### Your assignment
Report every line below that carries the word "finished".

▶

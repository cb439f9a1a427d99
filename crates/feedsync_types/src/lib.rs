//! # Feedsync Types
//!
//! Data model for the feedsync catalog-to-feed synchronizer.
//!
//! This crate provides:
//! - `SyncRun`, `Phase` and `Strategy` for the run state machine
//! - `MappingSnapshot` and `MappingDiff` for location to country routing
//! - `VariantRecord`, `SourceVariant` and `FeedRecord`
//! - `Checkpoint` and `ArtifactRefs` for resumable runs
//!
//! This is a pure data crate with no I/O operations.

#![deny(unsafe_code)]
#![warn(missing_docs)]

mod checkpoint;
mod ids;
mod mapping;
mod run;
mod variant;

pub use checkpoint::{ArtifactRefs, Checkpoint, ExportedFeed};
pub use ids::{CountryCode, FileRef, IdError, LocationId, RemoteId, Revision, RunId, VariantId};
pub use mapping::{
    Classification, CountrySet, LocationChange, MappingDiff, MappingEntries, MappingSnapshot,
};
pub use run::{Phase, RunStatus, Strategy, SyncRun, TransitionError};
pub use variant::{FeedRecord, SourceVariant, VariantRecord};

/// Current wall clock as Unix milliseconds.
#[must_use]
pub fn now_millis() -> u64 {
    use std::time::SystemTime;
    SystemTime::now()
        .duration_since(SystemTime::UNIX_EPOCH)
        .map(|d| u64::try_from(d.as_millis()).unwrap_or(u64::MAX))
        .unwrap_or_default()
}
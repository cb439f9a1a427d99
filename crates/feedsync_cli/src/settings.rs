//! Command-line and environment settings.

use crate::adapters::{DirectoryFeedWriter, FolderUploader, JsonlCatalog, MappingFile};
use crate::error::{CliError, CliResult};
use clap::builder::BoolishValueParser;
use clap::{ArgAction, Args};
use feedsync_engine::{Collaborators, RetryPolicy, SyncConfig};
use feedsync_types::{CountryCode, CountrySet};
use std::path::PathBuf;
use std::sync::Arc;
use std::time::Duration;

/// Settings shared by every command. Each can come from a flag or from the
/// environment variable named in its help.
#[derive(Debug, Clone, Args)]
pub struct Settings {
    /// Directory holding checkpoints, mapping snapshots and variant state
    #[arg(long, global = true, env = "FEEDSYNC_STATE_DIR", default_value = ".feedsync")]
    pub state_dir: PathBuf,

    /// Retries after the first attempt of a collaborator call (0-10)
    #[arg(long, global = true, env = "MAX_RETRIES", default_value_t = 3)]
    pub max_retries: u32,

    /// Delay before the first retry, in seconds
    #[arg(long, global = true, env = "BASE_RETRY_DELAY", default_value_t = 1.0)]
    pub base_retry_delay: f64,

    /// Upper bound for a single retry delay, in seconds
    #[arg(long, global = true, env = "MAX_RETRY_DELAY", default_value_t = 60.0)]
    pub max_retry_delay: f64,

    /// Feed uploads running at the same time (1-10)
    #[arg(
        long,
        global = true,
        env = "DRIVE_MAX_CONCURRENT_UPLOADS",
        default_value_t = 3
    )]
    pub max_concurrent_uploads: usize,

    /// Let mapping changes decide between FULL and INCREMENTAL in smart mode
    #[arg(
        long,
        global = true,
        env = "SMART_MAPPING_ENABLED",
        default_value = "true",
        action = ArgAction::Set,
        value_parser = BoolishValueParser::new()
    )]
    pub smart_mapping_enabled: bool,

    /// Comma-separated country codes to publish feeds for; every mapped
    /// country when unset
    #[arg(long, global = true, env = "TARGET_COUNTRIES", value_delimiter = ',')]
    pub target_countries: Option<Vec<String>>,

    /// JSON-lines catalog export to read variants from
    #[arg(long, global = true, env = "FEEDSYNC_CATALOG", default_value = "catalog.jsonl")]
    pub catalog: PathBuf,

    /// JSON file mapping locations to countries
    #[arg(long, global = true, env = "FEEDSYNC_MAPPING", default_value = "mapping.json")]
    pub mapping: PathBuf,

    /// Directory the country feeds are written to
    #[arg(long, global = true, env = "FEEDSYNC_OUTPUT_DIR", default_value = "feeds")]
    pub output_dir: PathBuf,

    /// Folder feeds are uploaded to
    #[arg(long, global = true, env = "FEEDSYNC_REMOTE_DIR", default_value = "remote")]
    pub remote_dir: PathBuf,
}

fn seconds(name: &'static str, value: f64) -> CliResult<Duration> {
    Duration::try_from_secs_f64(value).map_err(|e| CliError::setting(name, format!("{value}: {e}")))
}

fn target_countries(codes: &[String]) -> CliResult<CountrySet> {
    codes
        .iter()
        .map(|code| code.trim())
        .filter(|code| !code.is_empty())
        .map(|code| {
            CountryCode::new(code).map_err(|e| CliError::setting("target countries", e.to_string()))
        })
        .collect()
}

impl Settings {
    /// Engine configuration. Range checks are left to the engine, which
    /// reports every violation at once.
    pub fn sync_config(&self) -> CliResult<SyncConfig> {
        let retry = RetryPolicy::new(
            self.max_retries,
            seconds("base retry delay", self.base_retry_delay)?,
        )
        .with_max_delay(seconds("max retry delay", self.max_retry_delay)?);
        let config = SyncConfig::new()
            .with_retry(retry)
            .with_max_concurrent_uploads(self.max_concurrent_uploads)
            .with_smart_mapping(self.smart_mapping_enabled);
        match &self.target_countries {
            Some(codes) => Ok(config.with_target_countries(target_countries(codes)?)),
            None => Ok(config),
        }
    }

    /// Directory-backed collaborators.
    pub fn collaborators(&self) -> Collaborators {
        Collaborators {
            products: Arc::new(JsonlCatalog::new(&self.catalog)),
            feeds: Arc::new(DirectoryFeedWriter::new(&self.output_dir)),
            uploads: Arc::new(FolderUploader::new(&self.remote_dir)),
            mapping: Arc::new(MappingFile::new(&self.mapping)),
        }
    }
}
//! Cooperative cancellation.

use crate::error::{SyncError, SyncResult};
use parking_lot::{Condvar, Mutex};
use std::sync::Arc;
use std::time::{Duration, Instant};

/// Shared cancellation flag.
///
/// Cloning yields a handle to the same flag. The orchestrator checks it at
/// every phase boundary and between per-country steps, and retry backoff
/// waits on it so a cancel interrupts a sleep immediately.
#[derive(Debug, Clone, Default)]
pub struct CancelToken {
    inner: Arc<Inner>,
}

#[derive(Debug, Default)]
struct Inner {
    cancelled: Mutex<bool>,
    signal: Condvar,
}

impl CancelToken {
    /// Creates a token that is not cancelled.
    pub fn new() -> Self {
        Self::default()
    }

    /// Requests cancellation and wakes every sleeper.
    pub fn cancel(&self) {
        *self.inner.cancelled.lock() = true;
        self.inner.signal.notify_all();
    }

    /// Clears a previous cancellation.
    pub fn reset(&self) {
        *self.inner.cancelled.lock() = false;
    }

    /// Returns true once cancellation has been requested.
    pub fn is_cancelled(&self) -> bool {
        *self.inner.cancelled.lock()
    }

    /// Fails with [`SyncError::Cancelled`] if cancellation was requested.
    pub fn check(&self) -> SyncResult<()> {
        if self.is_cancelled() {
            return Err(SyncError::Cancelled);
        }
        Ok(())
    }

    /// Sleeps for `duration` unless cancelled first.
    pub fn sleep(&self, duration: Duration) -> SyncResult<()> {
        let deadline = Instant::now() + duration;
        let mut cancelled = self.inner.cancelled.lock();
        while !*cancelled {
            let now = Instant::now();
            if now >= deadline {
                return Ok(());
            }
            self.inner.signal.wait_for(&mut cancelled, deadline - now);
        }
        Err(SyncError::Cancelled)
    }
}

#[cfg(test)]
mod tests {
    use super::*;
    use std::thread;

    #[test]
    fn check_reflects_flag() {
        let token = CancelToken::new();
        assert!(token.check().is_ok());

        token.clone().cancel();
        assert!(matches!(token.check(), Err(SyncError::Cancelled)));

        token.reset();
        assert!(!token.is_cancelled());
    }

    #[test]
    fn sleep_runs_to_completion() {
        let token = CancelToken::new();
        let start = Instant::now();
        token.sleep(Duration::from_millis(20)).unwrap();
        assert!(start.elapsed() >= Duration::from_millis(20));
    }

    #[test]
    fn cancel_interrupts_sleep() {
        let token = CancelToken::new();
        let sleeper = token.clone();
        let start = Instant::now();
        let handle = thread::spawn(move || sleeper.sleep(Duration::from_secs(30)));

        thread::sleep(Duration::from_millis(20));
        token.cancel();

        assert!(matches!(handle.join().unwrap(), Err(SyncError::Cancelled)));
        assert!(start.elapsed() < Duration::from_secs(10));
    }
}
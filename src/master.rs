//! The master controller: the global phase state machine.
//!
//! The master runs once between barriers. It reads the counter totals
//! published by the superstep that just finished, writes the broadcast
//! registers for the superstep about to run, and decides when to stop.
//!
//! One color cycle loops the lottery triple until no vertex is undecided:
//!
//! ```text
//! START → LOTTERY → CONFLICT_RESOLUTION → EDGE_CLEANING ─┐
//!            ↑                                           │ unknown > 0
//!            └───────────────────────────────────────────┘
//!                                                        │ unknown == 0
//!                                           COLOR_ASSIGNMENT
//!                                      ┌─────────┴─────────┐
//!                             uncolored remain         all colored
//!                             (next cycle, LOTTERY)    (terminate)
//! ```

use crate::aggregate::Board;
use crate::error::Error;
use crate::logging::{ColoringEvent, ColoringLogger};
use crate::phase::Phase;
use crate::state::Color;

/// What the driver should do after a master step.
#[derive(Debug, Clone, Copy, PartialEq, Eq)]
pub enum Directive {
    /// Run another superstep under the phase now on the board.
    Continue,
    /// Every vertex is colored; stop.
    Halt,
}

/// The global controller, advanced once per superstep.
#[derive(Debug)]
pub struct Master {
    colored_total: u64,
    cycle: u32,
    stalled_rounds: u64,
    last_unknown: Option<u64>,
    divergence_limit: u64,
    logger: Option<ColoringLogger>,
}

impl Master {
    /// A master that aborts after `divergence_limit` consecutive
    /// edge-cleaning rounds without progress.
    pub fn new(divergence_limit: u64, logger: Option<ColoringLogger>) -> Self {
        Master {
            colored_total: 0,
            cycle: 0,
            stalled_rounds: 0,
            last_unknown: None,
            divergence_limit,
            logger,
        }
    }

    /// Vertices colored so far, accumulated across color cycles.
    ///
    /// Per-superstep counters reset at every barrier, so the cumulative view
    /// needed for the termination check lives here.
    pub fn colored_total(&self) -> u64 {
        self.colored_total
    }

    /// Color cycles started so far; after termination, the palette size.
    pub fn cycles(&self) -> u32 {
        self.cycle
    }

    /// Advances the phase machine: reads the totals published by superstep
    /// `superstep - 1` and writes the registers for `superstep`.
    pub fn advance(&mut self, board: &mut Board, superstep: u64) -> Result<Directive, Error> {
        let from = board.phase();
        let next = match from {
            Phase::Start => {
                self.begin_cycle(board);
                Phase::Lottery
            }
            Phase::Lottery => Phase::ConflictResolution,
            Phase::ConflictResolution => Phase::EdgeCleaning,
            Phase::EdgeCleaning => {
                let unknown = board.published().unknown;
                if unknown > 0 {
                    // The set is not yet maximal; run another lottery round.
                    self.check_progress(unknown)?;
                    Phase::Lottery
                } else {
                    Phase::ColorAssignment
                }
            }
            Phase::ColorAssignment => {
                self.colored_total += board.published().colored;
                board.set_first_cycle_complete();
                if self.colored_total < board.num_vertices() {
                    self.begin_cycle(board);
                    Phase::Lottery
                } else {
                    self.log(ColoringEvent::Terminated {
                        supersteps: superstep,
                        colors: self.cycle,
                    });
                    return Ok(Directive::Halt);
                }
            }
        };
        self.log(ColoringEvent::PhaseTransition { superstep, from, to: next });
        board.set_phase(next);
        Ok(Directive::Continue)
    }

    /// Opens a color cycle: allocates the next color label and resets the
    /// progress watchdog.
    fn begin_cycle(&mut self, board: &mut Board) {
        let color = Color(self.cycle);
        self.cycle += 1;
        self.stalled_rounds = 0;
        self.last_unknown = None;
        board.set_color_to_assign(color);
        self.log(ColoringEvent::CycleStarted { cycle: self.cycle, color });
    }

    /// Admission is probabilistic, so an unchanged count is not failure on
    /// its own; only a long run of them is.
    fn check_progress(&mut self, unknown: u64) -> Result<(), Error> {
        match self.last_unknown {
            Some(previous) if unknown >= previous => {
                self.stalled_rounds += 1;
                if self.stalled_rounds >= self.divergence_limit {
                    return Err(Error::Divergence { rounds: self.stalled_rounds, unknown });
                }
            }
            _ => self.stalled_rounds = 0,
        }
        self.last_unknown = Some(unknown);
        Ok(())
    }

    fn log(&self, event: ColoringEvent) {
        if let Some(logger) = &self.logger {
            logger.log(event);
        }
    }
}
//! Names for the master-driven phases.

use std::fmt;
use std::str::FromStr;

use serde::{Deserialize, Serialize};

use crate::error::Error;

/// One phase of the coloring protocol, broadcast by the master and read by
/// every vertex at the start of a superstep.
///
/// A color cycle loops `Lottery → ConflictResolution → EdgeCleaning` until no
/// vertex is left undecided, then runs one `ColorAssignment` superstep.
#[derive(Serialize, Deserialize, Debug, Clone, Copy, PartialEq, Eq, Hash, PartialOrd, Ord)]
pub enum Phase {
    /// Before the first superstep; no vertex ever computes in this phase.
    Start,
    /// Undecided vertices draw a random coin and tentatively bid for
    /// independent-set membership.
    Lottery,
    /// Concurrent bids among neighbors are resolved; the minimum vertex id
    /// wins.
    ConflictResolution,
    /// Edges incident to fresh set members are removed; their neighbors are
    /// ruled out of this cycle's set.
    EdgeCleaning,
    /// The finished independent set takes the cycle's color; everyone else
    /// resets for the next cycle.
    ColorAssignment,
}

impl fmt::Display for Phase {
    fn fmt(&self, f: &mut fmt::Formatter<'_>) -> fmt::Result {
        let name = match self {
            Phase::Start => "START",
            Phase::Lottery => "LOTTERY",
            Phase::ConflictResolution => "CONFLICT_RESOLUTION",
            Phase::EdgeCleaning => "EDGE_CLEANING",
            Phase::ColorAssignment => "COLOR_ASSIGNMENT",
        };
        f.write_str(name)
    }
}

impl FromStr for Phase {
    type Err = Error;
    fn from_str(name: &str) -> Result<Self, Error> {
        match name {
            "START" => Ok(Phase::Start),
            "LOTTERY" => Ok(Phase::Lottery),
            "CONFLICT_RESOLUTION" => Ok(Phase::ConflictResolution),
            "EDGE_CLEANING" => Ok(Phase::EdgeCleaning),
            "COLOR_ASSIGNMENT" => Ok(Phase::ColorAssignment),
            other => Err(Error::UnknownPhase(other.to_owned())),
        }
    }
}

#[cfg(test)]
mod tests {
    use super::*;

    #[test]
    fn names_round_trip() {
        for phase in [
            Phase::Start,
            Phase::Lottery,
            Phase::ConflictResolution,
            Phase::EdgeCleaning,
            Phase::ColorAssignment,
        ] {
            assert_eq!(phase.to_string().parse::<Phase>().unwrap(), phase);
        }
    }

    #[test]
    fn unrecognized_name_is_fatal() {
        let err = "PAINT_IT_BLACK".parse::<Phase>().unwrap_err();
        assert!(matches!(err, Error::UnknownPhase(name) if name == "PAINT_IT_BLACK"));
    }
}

◀

### Your response
//! published by the superstep that just finished, writes the broadcast
    /// The finished independent set takes the cycle's color; everyone else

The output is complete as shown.